Mike Killingley, Senior Manager Executive Education, HSBC Bank
"It doesn't matter if it's paid or not but voluntary work would count just as much as paid work in our eyes."
Accenture
"Volunteering adds to the whole person. Volunteers take an interest in others without expecting financial benefits. Just because it's not paid, it doesn't mean you're not getting experience."
Mairi Vodden, Recruitment Manager
The above quotes are supported by a survey carried out by the volunteering charity TimeBank through Reed Executive that showed among 200 of the UK's leading businesses:
- 73% of employers would recruit a candidate with volunteering experience over one without
- 94% believe that volunteering can add to skills
- 58% say that voluntary work experience can actually be more valuable than experience gained in paid employment
- 94% of employees who volunteered to learn new skills had benefited either by getting their first job, improving their salary or being promoted
What Volunteers Say:
Many volunteers recognise that volunteering enhances their employability and builds skills such as leadership, problem solving, team working, initiative and self-awareness.
In addition, volunteering opens up new opportunities and challenges, giving you the chance to trial or confirm potential careers:
"In my final year I realised I wanted a career that was closely related to my volunteering and counselling. I'd gained vast skills and was shocked by the amount of relevant experience I'd built up. This earned me a place on a social work course and it was very clear that without the volunteering, I would not have gained the place."
Karen Arden, volunteer at York University
"I loved volunteering. It reinforced that I wanted to do teaching as a career and the interpersonal skills I developed made me more employable."
Katie Marl, volunteer at Edge Hill University
Volunteering demonstrates to potential employers a real commitment; it provides contacts and gets you on the inside track
"Employers have always found volunteering unusual and admirable as well as an indication of good character."
Matt Bush, volunteer at University of Newcastle
Volunteering improves your job prospects and employability
"I volunteered to start planning for my CV; with volunteering you have the chance to explore areas not always available through paid work. I relied on my volunteering in interviews as my only experience of working directly with children."

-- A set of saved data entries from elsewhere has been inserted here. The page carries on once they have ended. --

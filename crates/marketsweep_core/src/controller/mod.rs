//! Simulation run controllers.
//!
//! A [`RunStrategy`] drives one simulation instance through its lifecycle
//! and reports summary statistics. [`execute_run`] wraps a strategy so that
//! every run yields exactly one [`RunOutcome`]: errors and panics become
//! [`ErrorRecord`]s and never reach the caller.

mod context;
mod population;
mod stepped;
mod txlog;

pub use context::{RunContext, SeedPolicy};
pub use population::{PopulationRunController, PopulationSettings};
pub use stepped::{StepRunController, SteppedSettings, TimingPolicy};
pub use txlog::{TRANSACTION_LOG_HEADER, TransactionLog};

use std::any::Any;
use std::collections::BTreeMap;
use std::panic::{self, AssertUnwindSafe};
use std::time::Instant;

use crate::error::RunError;
use crate::model::{ErrorKind, ErrorRecord, RunOutcome, RunPhase, RunSpecification, StatsRecord, Value};

/// Summary statistics produced by a completed run
pub type Stats = BTreeMap<String, Value>;

/// Engine-specific lifecycle of a single run.
///
/// Strategies are shared by every worker of a sweep; anything stateful
/// (engines, models, log files) must be created inside `execute`.
pub trait RunStrategy: Send + Sync {
    /// Drive one run to completion, recording phase transitions in `ctx`
    fn execute(&self, spec: &RunSpecification, ctx: &mut RunContext) -> Result<Stats, RunError>;

    /// Parameters shared by every run, recorded in the sweep metadata
    fn describe(&self) -> BTreeMap<String, Value> {
        BTreeMap::new()
    }
}

impl<S: RunStrategy + ?Sized> RunStrategy for &S {
    fn execute(&self, spec: &RunSpecification, ctx: &mut RunContext) -> Result<Stats, RunError> {
        (**self).execute(spec, ctx)
    }

    fn describe(&self) -> BTreeMap<String, Value> {
        (**self).describe()
    }
}

fn panic_message(payload: &(dyn Any + Send)) -> String {
    if let Some(s) = payload.downcast_ref::<&str>() {
        (*s).to_string()
    } else if let Some(s) = payload.downcast_ref::<String>() {
        s.clone()
    } else {
        "unknown panic payload".to_string()
    }
}

/// Run one specification and convert whatever happens into an outcome.
///
/// The returned error record carries the last phase the run reached before
/// failing.
pub fn execute_run<S: RunStrategy + ?Sized>(
    strategy: &S,
    spec: &RunSpecification,
    seeds: SeedPolicy,
) -> RunOutcome {
    let started = Instant::now();
    let seed = seeds.draw(spec.run_index);
    let span = tracing::info_span!("run", index = spec.run_index, seed);
    let _guard = span.enter();

    tracing::info!("starting {}", spec.label());
    let mut ctx = RunContext::new(seed);
    let result = panic::catch_unwind(AssertUnwindSafe(|| strategy.execute(spec, &mut ctx)));
    let elapsed_ms = started.elapsed().as_millis() as u64;

    let (phase, kind, error) = match result {
        Ok(Ok(stats)) => {
            ctx.advance(RunPhase::Completed);
            tracing::info!(elapsed_ms, "run completed");
            return RunOutcome::Stats(StatsRecord {
                spec: spec.clone(),
                seed,
                elapsed_ms,
                stats,
            });
        }
        Ok(Err(err)) => (ctx.phase(), err.kind(), err.to_string()),
        Err(payload) => (ctx.phase(), ErrorKind::Panic, panic_message(payload.as_ref())),
    };

    ctx.advance(RunPhase::Failed);
    tracing::warn!(%phase, %kind, elapsed_ms, "run failed: {error}");
    RunOutcome::Error(ErrorRecord {
        spec: spec.clone(),
        seed: Some(seed),
        phase,
        kind,
        error,
        elapsed_ms,
    })
}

Neelam Tanday, volunteer at Sheffield University
Volunteering enhances your CV
Community action impacted most on my life because I could put it on my CV; the community action coordinator wrote my first reference.

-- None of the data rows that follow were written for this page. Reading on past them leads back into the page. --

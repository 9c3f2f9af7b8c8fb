//! Turns validated settings into a running sweep

use std::path::PathBuf;

use marketsweep_core::controller::{PopulationRunController, RunStrategy, StepRunController};
use marketsweep_core::engine::EngineSelector;
use marketsweep_core::error::SweepError;
use marketsweep_core::model::SweepKind;
use marketsweep_core::sweep::{SweepReport, run_single, run_sweep, run_sweep_with};
use marketsweep_core::worker::{ProcessExecutor, encode_outcome};
use thiserror::Error;

use crate::settings::{Isolation, SweepSettings};

#[derive(Debug, Error)]
pub enum WorkerError {
    #[error("run index {index} is outside the sweep ({runs} runs)")]
    OutOfRange { index: usize, runs: usize },
    #[error("cannot encode run outcome: {0}")]
    Encode(#[from] serde_json::Error),
}

/// How to re-invoke this program as a single-run worker
#[derive(Debug, Clone)]
pub struct WorkerCommand {
    pub program: PathBuf,
    pub args: Vec<String>,
}

impl WorkerCommand {
    /// Worker invocation for `config`, forwarding the options a worker
    /// needs to reproduce its parent's run
    pub fn new(program: PathBuf, config: &str, log_level: &str, seed: Option<u64>) -> Self {
        let mut args = vec![
            config.to_string(),
            "--log-level".to_string(),
            log_level.to_string(),
        ];
        if let Some(seed) = seed {
            args.push("--seed".to_string());
            args.push(seed.to_string());
        }
        Self { program, args }
    }
}

/// The run strategy a sweep of `settings.kind` drives
pub fn build_strategy(settings: &SweepSettings) -> Box<dyn RunStrategy> {
    let factory = EngineSelector::new(settings.external.clone());
    match settings.kind {
        SweepKind::Stepped => {
            let mut stepped = settings.stepped.clone();
            stepped.log_dir = settings.transaction_dir();
            Box::new(StepRunController::new(factory, stepped))
        }
        SweepKind::Population => Box::new(PopulationRunController::new(
            factory,
            settings.population.clone(),
        )),
    }
}

/// Run the whole sweep, in threads or in worker processes
pub fn execute_sweep(
    settings: &SweepSettings,
    worker: &WorkerCommand,
) -> Result<SweepReport, SweepError> {
    let strategy = build_strategy(settings);
    let plan = settings.plan();
    match settings.isolation {
        Isolation::Thread => run_sweep(&plan, strategy.as_ref()),
        Isolation::Process => {
            let executor = ProcessExecutor::new(worker.program.clone(), worker.args.clone());
            let mut described = strategy.describe();
            described.insert("isolation".to_string(), "process".into());
            run_sweep_with(&plan, &executor, described)
        }
    }
}

/// Execute run `run_index` and return its outcome as one JSON line
pub fn execute_worker(settings: &SweepSettings, run_index: usize) -> Result<String, WorkerError> {
    let space = settings.space();
    let strategy = build_strategy(settings);
    let outcome = run_single(&space, strategy.as_ref(), settings.seeds(), run_index).ok_or(
        WorkerError::OutOfRange {
            index: run_index,
            runs: space.total_runs(),
        },
    )?;
    Ok(encode_outcome(&outcome)?)
}
//! Sweep configuration file.
//!
//! A sweep is described by one YAML document. Every field is optional; an
//! empty file runs a single mock stepped run with default timing.

use std::collections::BTreeSet;
use std::path::{Path, PathBuf};

use marketsweep_core::aggregate::RESERVED_COLUMNS;
use marketsweep_core::controller::{PopulationSettings, SeedPolicy, SteppedSettings};
use marketsweep_core::dispatch::{DispatchPolicy, default_parallelism};
use marketsweep_core::engine::ExternalCommand;
use marketsweep_core::model::{EngineVariant, ParameterAxis, SweepKind, SweepSpace};
use marketsweep_core::sweep::SweepPlan;
use serde::{Deserialize, Serialize};
use thiserror::Error;

/// Where each run executes
#[derive(Debug, Clone, Copy, PartialEq, Eq, Serialize, Deserialize, Default)]
#[serde(rename_all = "lowercase")]
pub enum Isolation {
    /// Worker threads of this process
    #[default]
    Thread,
    /// One child process per run
    Process,
}

#[derive(Debug, Error)]
pub enum ConfigError {
    #[error("cannot read {path}: {source}")]
    Read {
        path: String,
        #[source]
        source: std::io::Error,
    },
    #[error("invalid configuration: {0}")]
    Parse(String),
    #[error("the external engine variant requires an `external.program`")]
    MissingExternalProgram,
    #[error("axis `{0}` is declared more than once")]
    DuplicateAxis(String),
    #[error("axis `{0}` clashes with a fixed result column")]
    ReservedAxisName(String),
}

#[derive(Debug, Clone, Serialize, Deserialize)]
#[serde(default)]
pub struct SweepSettings {
    pub kind: SweepKind,
    /// Directory receiving the study, errors and metadata artifacts
    pub output_dir: PathBuf,
    /// Directory of `marketsweep.log`; relative transaction log directories
    /// are resolved against it
    pub log_dir: PathBuf,
    pub dispatch: DispatchPolicy,
    pub isolation: Isolation,
    /// Concurrent runs; defaults to the number of hardware threads
    pub parallelism: Option<usize>,
    /// Base seed; runs draw random seeds when unset
    pub seed: Option<u64>,
    pub axes: Vec<ParameterAxis>,
    pub variants: Vec<EngineVariant>,
    pub replicates: usize,
    pub stepped: SteppedSettings,
    pub population: PopulationSettings,
    pub external: Option<ExternalCommand>,
}

impl Default for SweepSettings {
    fn default() -> Self {
        Self {
            kind: SweepKind::default(),
            output_dir: PathBuf::from("results"),
            log_dir: PathBuf::from("logs"),
            dispatch: DispatchPolicy::default(),
            isolation: Isolation::default(),
            parallelism: None,
            seed: None,
            axes: Vec::new(),
            variants: vec![EngineVariant::Mock],
            replicates: 1,
            stepped: SteppedSettings::default(),
            population: PopulationSettings::default(),
            external: None,
        }
    }
}

/// Command-line values that take precedence over the file
#[derive(Debug, Clone, Default)]
pub struct Overrides {
    pub output_dir: Option<PathBuf>,
    pub seed: Option<u64>,
}

impl SweepSettings {
    pub fn from_yaml(yaml: &str) -> Result<Self, ConfigError> {
        serde_saphyr::from_str(yaml).map_err(|e| ConfigError::Parse(e.to_string()))
    }

    pub fn load(path: &Path) -> Result<Self, ConfigError> {
        let yaml = std::fs::read_to_string(path).map_err(|source| ConfigError::Read {
            path: path.display().to_string(),
            source,
        })?;
        Self::from_yaml(&yaml)
    }

    pub fn apply(&mut self, overrides: &Overrides) {
        if let Some(dir) = &overrides.output_dir {
            self.output_dir = dir.clone();
        }
        if overrides.seed.is_some() {
            self.seed = overrides.seed;
        }
    }

    /// Check the settings before any run starts.
    ///
    /// Windows longer than the measurement phase are clamped to it. Sweeps
    /// that resolve to zero runs are allowed but warned about.
    pub fn validate(&mut self) -> Result<(), ConfigError> {
        let mut seen = BTreeSet::new();
        for axis in &self.axes {
            if RESERVED_COLUMNS.contains(&axis.name.as_str()) {
                return Err(ConfigError::ReservedAxisName(axis.name.clone()));
            }
            if !seen.insert(axis.name.as_str()) {
                return Err(ConfigError::DuplicateAxis(axis.name.clone()));
            }
        }

        let needs_external = self.variants.contains(&EngineVariant::External);
        let has_program = self
            .external
            .as_ref()
            .is_some_and(|command| !command.program.as_os_str().is_empty());
        if needs_external && !has_program {
            return Err(ConfigError::MissingExternalProgram);
        }

        let timing = &mut self.stepped.timing;
        if timing.tail_window > timing.measure_ticks {
            tracing::warn!(
                tail_window = timing.tail_window,
                measure_ticks = timing.measure_ticks,
                "tail window clamped to the measurement phase"
            );
            timing.tail_window = timing.measure_ticks;
        }
        timing.flush_window = timing.flush_window.min(timing.measure_ticks);

        if self.replicates == 0 {
            tracing::warn!("replicates is 0; the sweep has no runs");
        }
        if self.variants.is_empty() {
            tracing::warn!("no engine variants configured; the sweep has no runs");
        }
        for axis in self.axes.iter().filter(|axis| axis.is_empty()) {
            tracing::warn!("axis `{}` has no values; the sweep has no runs", axis.name);
        }
        Ok(())
    }

    pub fn space(&self) -> SweepSpace {
        SweepSpace {
            axes: self.axes.clone(),
            variants: self.variants.clone(),
            replicates: self.replicates,
        }
    }

    #[must_use]
    pub fn seeds(&self) -> SeedPolicy {
        SeedPolicy::from_option(self.seed)
    }

    #[must_use]
    pub fn parallelism(&self) -> usize {
        self.parallelism.unwrap_or_else(default_parallelism).max(1)
    }

    /// Directory of the per-run transaction logs
    pub fn transaction_dir(&self) -> PathBuf {
        if self.stepped.log_dir.is_absolute() {
            self.stepped.log_dir.clone()
        } else {
            self.log_dir.join(&self.stepped.log_dir)
        }
    }

    pub fn plan(&self) -> SweepPlan {
        SweepPlan {
            policy: self.dispatch,
            parallelism: self.parallelism(),
            seeds: self.seeds(),
            ..SweepPlan::new(self.kind, self.space(), &self.output_dir)
        }
    }
}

Mike Whitall, volunteer at Nottingham University
N.B. All quotes courtesy of The Art of Crazy Paving, Volunteering England
Linking your Volunteering to Employability - Sources of Help.

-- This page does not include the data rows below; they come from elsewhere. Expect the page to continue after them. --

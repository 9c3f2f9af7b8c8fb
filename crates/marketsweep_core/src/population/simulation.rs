use rand::rngs::SmallRng;
use rand::{Rng, SeedableRng};

use super::agents::{AgentParameters, AgentPopulation, DistributionParameters};
use super::finance::{FinanceModel, RiskyExpectations};
use super::market::Market;
use super::PopulationModel;
use crate::controller::Stats;
use crate::error::{EngineError, RunError};
use crate::model::Value;

/// Pseudo-observations given to the prior when agents update beliefs
const PRIOR_WEIGHT: f64 = 4.0;

/// Agents with limited attention trading through a market backend.
///
/// Each quarter, every agent pays attention with probability `attention`.
/// Attentive agents refresh their beliefs from the realized return history
/// and rebalance toward their optimal risky share; the aggregate rebalancing
/// becomes the broker's buy and sell limits for the quarter's session.
pub struct AttentionSimulation {
    finance: FinanceModel,
    attention: f64,
    q: usize,
    r: usize,
    /// Broker lots per unit of wealth
    lot_scale: f64,
    market: Box<dyn Market>,
    rng: SmallRng,
    population: Option<AgentPopulation>,
    prepared: bool,
    returns: Vec<f64>,
    buy_volume: u64,
    sell_volume: u64,
}

impl AttentionSimulation {
    pub fn new(
        finance: FinanceModel,
        attention: f64,
        q: usize,
        r: usize,
        market: Box<dyn Market>,
        seed: u64,
    ) -> Result<Self, RunError> {
        if !(0.0..=1.0).contains(&attention) {
            return Err(RunError::parameter(
                "attention",
                format!("must be a probability, got {attention}"),
            ));
        }
        Ok(Self {
            finance,
            attention,
            q,
            r,
            lot_scale: 100.0,
            market,
            rng: SmallRng::seed_from_u64(seed),
            population: None,
            prepared: false,
            returns: Vec::new(),
            buy_volume: 0,
            sell_volume: 0,
        })
    }

    pub fn with_lot_scale(mut self, lot_scale: f64) -> Self {
        self.lot_scale = lot_scale;
        self
    }

    pub fn quarters(&self) -> usize {
        self.q * self.r
    }

    pub fn population(&self) -> Option<&AgentPopulation> {
        self.population.as_ref()
    }

    /// Prior blended with the realized returns observed so far
    fn updated_beliefs(&self, prior: RiskyExpectations) -> RiskyExpectations {
        if self.returns.is_empty() {
            return prior;
        }
        let n = self.returns.len() as f64;
        let sum: f64 = self.returns.iter().sum();
        RiskyExpectations {
            risky_avg: (prior.risky_avg * PRIOR_WEIGHT + sum) / (PRIOR_WEIGHT + n),
            risky_std: prior.risky_std,
        }
    }

    /// Let attentive agents rebalance and return the broker limits in lots
    fn rebalance(&mut self) -> (u64, u64) {
        let beliefs = self.updated_beliefs(self.finance.risky_expectations());
        let Some(population) = self.population.as_mut() else {
            return (0, 0);
        };
        let rfree = population.parameters().rfree;

        let (mut buy, mut sell) = (0.0, 0.0);
        for agent in population.agents_mut() {
            if !self.rng.random_bool(self.attention) {
                continue;
            }
            agent.beliefs = beliefs;
            let target = beliefs.optimal_share(agent.crra, rfree);
            let delta = (target - agent.risky_share) * agent.wealth;
            if delta > 0.0 {
                buy += delta;
            } else {
                sell -= delta;
            }
            agent.risky_share = target;
        }
        (
            (buy * self.lot_scale).round() as u64,
            (sell * self.lot_scale).round() as u64,
        )
    }
}

fn mean_and_std(values: &[f64]) -> (f64, f64) {
    if values.is_empty() {
        return (0.0, 0.0);
    }
    let n = values.len() as f64;
    let mean = values.iter().sum::<f64>() / n;
    if values.len() < 2 {
        return (mean, 0.0);
    }
    let var = values.iter().map(|v| (v - mean).powi(2)).sum::<f64>() / (n - 1.0);
    (mean, var.sqrt())
}

impl PopulationModel for AttentionSimulation {
    fn initialize(
        &mut self,
        parameters: &AgentParameters,
        distributions: &DistributionParameters,
        per_class: usize,
    ) -> Result<(), RunError> {
        let population = AgentPopulation::new(
            *parameters,
            distributions,
            per_class,
            self.finance.risky_expectations(),
        )?;
        tracing::debug!(agents = population.len(), "population initialized");
        self.population = Some(population);
        self.prepared = false;
        Ok(())
    }

    fn prepare(&mut self) -> Result<(), RunError> {
        let population = self
            .population
            .as_mut()
            .ok_or_else(|| EngineError::Setup("population not initialized".to_string()))?;
        population.init_simulation(&mut self.rng);
        self.returns.clear();
        self.buy_volume = 0;
        self.sell_volume = 0;
        self.prepared = true;
        Ok(())
    }

    fn simulate_and_summarize(&mut self) -> Result<Stats, RunError> {
        if !self.prepared {
            return Err(EngineError::Step("simulation not prepared".to_string()).into());
        }

        for quarter in 0..self.quarters() {
            let (buy, sell) = self.rebalance();
            let ror = self.market.run_session(buy, sell)?;
            tracing::debug!(quarter, buy, sell, ror, "quarter finished");
            self.buy_volume += buy;
            self.sell_volume += sell;
            self.returns.push(ror);
            if let Some(population) = self.population.as_mut() {
                population.apply_return(ror);
                population.end_quarter(&mut self.rng);
            }
        }
        self.market.close()?;

        let (ror_mean, ror_std) = mean_and_std(&self.returns);
        let population = self
            .population
            .as_ref()
            .ok_or_else(|| EngineError::Step("population not initialized".to_string()))?;
        let total_wealth = population.total_wealth();
        let mean_wealth = if population.is_empty() {
            0.0
        } else {
            total_wealth / population.len() as f64
        };

        Ok(Stats::from([
            ("attention".to_string(), Value::from(self.attention)),
            ("dividend_ror".to_string(), Value::from(self.finance.dividend_ror)),
            ("dividend_std".to_string(), Value::from(self.finance.dividend_std)),
            ("q".to_string(), Value::from(self.q)),
            ("r".to_string(), Value::from(self.r)),
            ("agents".to_string(), Value::from(population.len())),
            ("quarters".to_string(), Value::from(self.returns.len())),
            ("total_wealth".to_string(), Value::from(total_wealth)),
            ("mean_wealth".to_string(), Value::from(mean_wealth)),
            (
                "mean_risky_share".to_string(),
                Value::from(population.mean_risky_share()),
            ),
            ("buy_volume".to_string(), Value::from(self.buy_volume)),
            ("sell_volume".to_string(), Value::from(self.sell_volume)),
            ("ror_mean".to_string(), Value::from(ror_mean)),
            ("ror_std".to_string(), Value::from(ror_std)),
        ]))
    }
}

Just V can offer help re: volunteering and employability in several ways:
- Training & Recognition opportunities, enhancing volunteers' personal and professional development through training workshops and certification.
- Offering 1-1s and optional review sessions to V-Base volunteers, which highlight skills to develop.
- Providing links to other organisations that can help in your career development or planning.
- You might like to take advantage of BSU's careers service; appointments with a careers adviser can be booked online.
BSU also has a placements officer - Ian Rowe - who can arrange work placements for students and of course, there is Job Shop, a free service offering part-time jobs for students.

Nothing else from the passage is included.